What is being asked - List all lines of the data containing the word "InputBinding".

(Saved entries)
§

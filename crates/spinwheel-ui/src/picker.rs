//! The picker node façade.

use std::cell::RefCell;
use std::collections::VecDeque;
use std::rc::{Rc, Weak};

use spinwheel_foundation::{
    CellNode, CellReusePool, CellSource, Color, ColumnGeometry, PickerError, Point, Rect,
    ReconcileReport, ReusableCell, Size, VirtualColumn,
};
use web_time::Instant;

use crate::column::Column;
use crate::decoration::{Background, Decorations, SelectionIndicator, TextureId};
use crate::gesture::{release_target, GestureController, PanCommand, PanEvent};
use crate::input::{GestureHost, InputBinding};
use crate::source::{PickerDataSource, PickerDelegate};
use crate::spec::PickerSpec;

/// Cell counters across all columns of a picker.
#[derive(Clone, Debug, Default, PartialEq, Eq)]
pub struct PickerStats {
    /// Cells attached to a column.
    pub cells_in_use: usize,

    /// Retired cells waiting in the reuse pool.
    pub cells_in_pool: usize,

    /// Cells constructed by registered factories.
    pub total_created: usize,

    /// Dequeues served from the pool.
    pub reuse_count: usize,
}

/// A multi-column picker wheel.
///
/// Holds its data source and delegate weakly; both must be kept alive by
/// the owner. All methods run on the host's main thread.
pub struct PickerNode<C: CellNode> {
    position: Point,
    size: Size,
    spec: PickerSpec,

    data_source: Option<Weak<dyn PickerDataSource<C>>>,
    delegate: Option<Weak<dyn PickerDelegate<C>>>,

    cells: CellReusePool<C>,
    columns: Vec<Column<C>>,

    /// Component count read at the last reload.
    component_count: Option<usize>,

    gestures: GestureController,
    input: InputBinding,
    decorations: Decorations,

    /// Selections waiting to be delivered at the end of the current tick.
    pending_selections: VecDeque<(usize, usize)>,
}
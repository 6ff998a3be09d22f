//! Testing utilities and harness for Spinwheel

pub mod test_cell;
pub mod test_rule;

pub use test_cell::*;
pub use test_rule::*;
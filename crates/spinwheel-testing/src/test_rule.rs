use std::cell::RefCell;
use std::rc::Rc;

use spinwheel_foundation::{CellReusePool, Point, ReusableCell, Size};
use spinwheel_ui::{
    GestureHost, PanEvent, PickerDataSource, PickerDelegate, PickerNode, PickerSpec, RecognizerId,
};
use web_time::{Duration, Instant};

use crate::test_cell::TestCell;

/// Reuse identifier registered by [`PickerTestRule`].
pub const TEST_CELL_IDENTIFIER: &str = "cell";

/// One frame at 60 Hz.
pub const FRAME: Duration = Duration::from_nanos(16_666_667);

const MAX_ANIMATION_FRAMES: usize = 10_000;

/// A cell request observed by [`GridDataSource`].
#[derive(Clone, Debug, PartialEq, Eq)]
pub struct CellRequest {
    pub row: usize,
    pub component: usize,

    /// Cells waiting in the pool right before the request was served.
    pub pooled: usize,

    /// Id of the cell handed back.
    pub cell_id: u64,
}

/// Data source with a fixed row count per component.
#[derive(Debug, Default)]
pub struct GridDataSource {
    rows: RefCell<Vec<usize>>,
    requests: RefCell<Vec<CellRequest>>,
}

impl GridDataSource {
    pub fn new(rows: Vec<usize>) -> Self {
        Self {
            rows: RefCell::new(rows),
            requests: RefCell::new(Vec::new()),
        }
    }

    /// Changes the row counts seen by the next reload.
    pub fn set_rows(&self, rows: Vec<usize>) {
        *self.rows.borrow_mut() = rows;
    }

    pub fn requests(&self) -> Vec<CellRequest> {
        self.requests.borrow().clone()
    }

    pub fn clear_requests(&self) {
        self.requests.borrow_mut().clear();
    }
}

impl PickerDataSource<TestCell> for GridDataSource {
    fn number_of_components(&self) -> usize {
        self.rows.borrow().len()
    }

    fn number_of_rows(&self, component: usize) -> usize {
        self.rows.borrow().get(component).copied().unwrap_or(0)
    }

    fn cell_for_row(
        &self,
        cells: &mut CellReusePool<TestCell>,
        row: usize,
        component: usize,
    ) -> Option<ReusableCell<TestCell>> {
        let pooled = cells.available_count(TEST_CELL_IDENTIFIER);
        let mut cell = cells.dequeue(TEST_CELL_IDENTIFIER);
        let node = cell.node_mut();
        node.label = format!("{component}:{row}");
        self.requests.borrow_mut().push(CellRequest {
            row,
            component,
            pooled,
            cell_id: node.id,
        });
        Some(cell)
    }
}

/// A selection reported to [`RecordingDelegate`].
#[derive(Clone, Debug, PartialEq, Eq)]
pub struct Selection {
    pub row: usize,
    pub component: usize,

    /// `selected_row` read back from the picker inside the callback.
    pub reported_selected_row: usize,
}

/// Delegate recording callbacks, optionally overriding column layout.
#[derive(Debug, Default)]
pub struct RecordingDelegate {
    widths: Vec<Option<f32>>,
    row_heights: Vec<Option<f32>>,
    selections: RefCell<Vec<Selection>>,
    displayed: RefCell<Vec<(usize, usize)>>,
}

impl RecordingDelegate {
    pub fn new() -> Self {
        Self::default()
    }

    pub fn with_widths(mut self, widths: Vec<Option<f32>>) -> Self {
        self.widths = widths;
        self
    }

    pub fn with_row_heights(mut self, row_heights: Vec<Option<f32>>) -> Self {
        self.row_heights = row_heights;
        self
    }

    pub fn selections(&self) -> Vec<Selection> {
        self.selections.borrow().clone()
    }

    /// `(row, component)` pairs passed to `will_display_cell`, in order.
    pub fn displayed(&self) -> Vec<(usize, usize)> {
        self.displayed.borrow().clone()
    }

    pub fn clear(&self) {
        self.selections.borrow_mut().clear();
        self.displayed.borrow_mut().clear();
    }
}

impl PickerDelegate<TestCell> for RecordingDelegate {
    fn did_select_row(&self, picker: &PickerNode<TestCell>, row: usize, component: usize) {
        self.selections.borrow_mut().push(Selection {
            row,
            component,
            reported_selected_row: picker.selected_row(component),
        });
    }

    fn width_for_component(&self, component: usize) -> Option<f32> {
        self.widths.get(component).copied().flatten()
    }

    fn row_height_for_component(&self, component: usize) -> Option<f32> {
        self.row_heights.get(component).copied().flatten()
    }

    fn will_display_cell(&self, cell: &mut TestCell, row: usize, component: usize) {
        cell.run_action("display");
        self.displayed.borrow_mut().push((row, component));
    }
}

/// Gesture host keeping track of installed recognizers.
#[derive(Debug, Default)]
pub struct FakeGestureHost {
    next_id: u64,
    installed: Vec<RecognizerId>,
    pub added: usize,
    pub removed: usize,
}

impl FakeGestureHost {
    pub fn new() -> Self {
        Self::default()
    }

    pub fn installed(&self) -> &[RecognizerId] {
        &self.installed
    }
}

impl GestureHost for FakeGestureHost {
    fn add_pan_recognizer(&mut self) -> RecognizerId {
        self.next_id += 1;
        let id = RecognizerId(self.next_id);
        self.installed.push(id);
        self.added += 1;
        id
    }

    fn remove_pan_recognizer(&mut self, id: RecognizerId) {
        self.installed.retain(|installed| *installed != id);
        self.removed += 1;
    }
}

/// Builder for [`PickerTestRule`].
pub struct PickerTestRuleBuilder {
    rows: Vec<usize>,
    size: Size,
    spec: PickerSpec,
    widths: Vec<Option<f32>>,
    row_heights: Vec<Option<f32>>,
    cell_factory: fn() -> TestCell,
}

impl PickerTestRuleBuilder {
    pub fn with_size(mut self, size: Size) -> Self {
        self.size = size;
        self
    }

    pub fn with_spec(mut self, spec: PickerSpec) -> Self {
        self.spec = spec;
        self
    }

    pub fn with_widths(mut self, widths: Vec<Option<f32>>) -> Self {
        self.widths = widths;
        self
    }

    pub fn with_row_heights(mut self, row_heights: Vec<Option<f32>>) -> Self {
        self.row_heights = row_heights;
        self
    }

    pub fn with_cell_factory(mut self, factory: fn() -> TestCell) -> Self {
        self.cell_factory = factory;
        self
    }

    /// Wires everything up, mounts the picker and reloads it.
    pub fn build(self) -> PickerTestRule {
        let mut rule = self.build_unloaded();
        rule.picker.reload();
        rule
    }

    /// Like [`build`](Self::build) without the initial reload.
    pub fn build_unloaded(self) -> PickerTestRule {
        let data_source = Rc::new(GridDataSource::new(self.rows));
        let delegate = Rc::new(
            RecordingDelegate::new()
                .with_widths(self.widths)
                .with_row_heights(self.row_heights),
        );
        let host = Rc::new(RefCell::new(FakeGestureHost::new()));

        let mut picker = PickerNode::with_spec(Point::ZERO, self.size, self.spec);
        picker.register_identifier(TEST_CELL_IDENTIFIER, self.cell_factory);
        picker.set_data_source(&data_source);
        picker.set_delegate(&delegate);
        picker.mount(&host);

        PickerTestRule {
            picker,
            data_source,
            delegate,
            host,
            now: Instant::now(),
        }
    }
}

/// A mounted picker with recording collaborators and a manual clock.
pub struct PickerTestRule {
    picker: PickerNode<TestCell>,
    data_source: Rc<GridDataSource>,
    delegate: Rc<RecordingDelegate>,
    host: Rc<RefCell<FakeGestureHost>>,
    now: Instant,
}

impl PickerTestRule {
    /// Starts a 200x200 picker with `rows[c]` rows in component `c`.
    pub fn builder(rows: Vec<usize>) -> PickerTestRuleBuilder {
        PickerTestRuleBuilder {
            rows,
            size: Size::new(200.0, 200.0),
            spec: PickerSpec::default(),
            widths: Vec::new(),
            row_heights: Vec::new(),
            cell_factory: TestCell::new,
        }
    }

    pub fn new(rows: Vec<usize>) -> Self {
        Self::builder(rows).build()
    }

    pub fn picker(&self) -> &PickerNode<TestCell> {
        &self.picker
    }

    pub fn picker_mut(&mut self) -> &mut PickerNode<TestCell> {
        &mut self.picker
    }

    /// Hands the picker out, e.g. to observe what dropping it does.
    pub fn into_picker(self) -> PickerNode<TestCell> {
        self.picker
    }

    pub fn data_source(&self) -> &Rc<GridDataSource> {
        &self.data_source
    }

    pub fn delegate(&self) -> &Rc<RecordingDelegate> {
        &self.delegate
    }

    pub fn host(&self) -> &Rc<RefCell<FakeGestureHost>> {
        &self.host
    }

    pub fn now(&self) -> Instant {
        self.now
    }

    /// Ticks the picker at the current time.
    pub fn tick(&mut self) {
        self.picker.tick(self.now);
    }

    /// Moves the clock forward by `duration` and ticks once.
    pub fn advance(&mut self, duration: Duration) {
        self.now += duration;
        self.tick();
    }

    pub fn advance_frames(&mut self, frames: usize) {
        for _ in 0..frames {
            self.advance(FRAME);
        }
    }

    /// Ticks at 60 Hz until no column is settling. Returns the frame count.
    pub fn run_animations(&mut self) -> usize {
        // The first tick latches the start time of fresh animations.
        self.tick();
        let mut frames = 0;
        while self.picker.is_animating() {
            self.advance(FRAME);
            frames += 1;
            if frames > MAX_ANIMATION_FRAMES {
                panic!("Picker failed to settle after {MAX_ANIMATION_FRAMES} frames");
            }
        }
        frames
    }

    /// Runs `block` with touch injection at the center of `component`.
    pub fn perform_drag(&mut self, component: usize, block: impl FnOnce(&mut DragInjectionScope)) {
        let frame = self.picker.frame_for_component(component);
        let location = Point::new(frame.x + frame.width / 2.0, 0.0);
        let mut scope = DragInjectionScope {
            rule: self,
            location,
        };
        block(&mut scope);
    }

    pub fn send_pan(&mut self, event: PanEvent) {
        self.picker.handle_pan(event);
    }
}

/// Injects a pan gesture into a [`PickerTestRule`].
///
/// Distances are in the host's y-down coordinates: a negative `move_by`
/// drags the finger up and scrolls toward later rows.
pub struct DragInjectionScope<'a> {
    rule: &'a mut PickerTestRule,
    location: Point,
}

impl DragInjectionScope<'_> {
    /// Puts the finger down. `at` overrides the column center.
    pub fn down(&mut self, at: Option<Point>) {
        if let Some(at) = at {
            self.location = at;
        }
        self.rule.send_pan(PanEvent::Began {
            location: self.location,
        });
    }

    pub fn move_by(&mut self, dy: f32) {
        self.rule.send_pan(PanEvent::Changed {
            translation: Point::new(0.0, dy),
        });
    }

    /// Lifts the finger moving at `velocity_y` points per second.
    pub fn release(&mut self, velocity_y: f32) {
        self.rule.send_pan(PanEvent::Ended {
            velocity: Point::new(0.0, velocity_y),
        });
    }

    pub fn cancel(&mut self) {
        self.rule.send_pan(PanEvent::Cancelled);
    }

    /// Drags the finger up by `distance` in ten steps and lets go without velocity.
    pub fn swipe_up(&mut self, distance: f32) {
        self.swipe(-distance);
    }

    pub fn swipe_down(&mut self, distance: f32) {
        self.swipe(distance);
    }

    fn swipe(&mut self, dy: f32) {
        self.down(None);
        let steps = 10;
        for _ in 0..steps {
            self.move_by(dy / steps as f32);
        }
        self.release(0.0);
    }
}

§

Task result -
use crate::input::{GestureHost, InputBinding};
    input: InputBinding,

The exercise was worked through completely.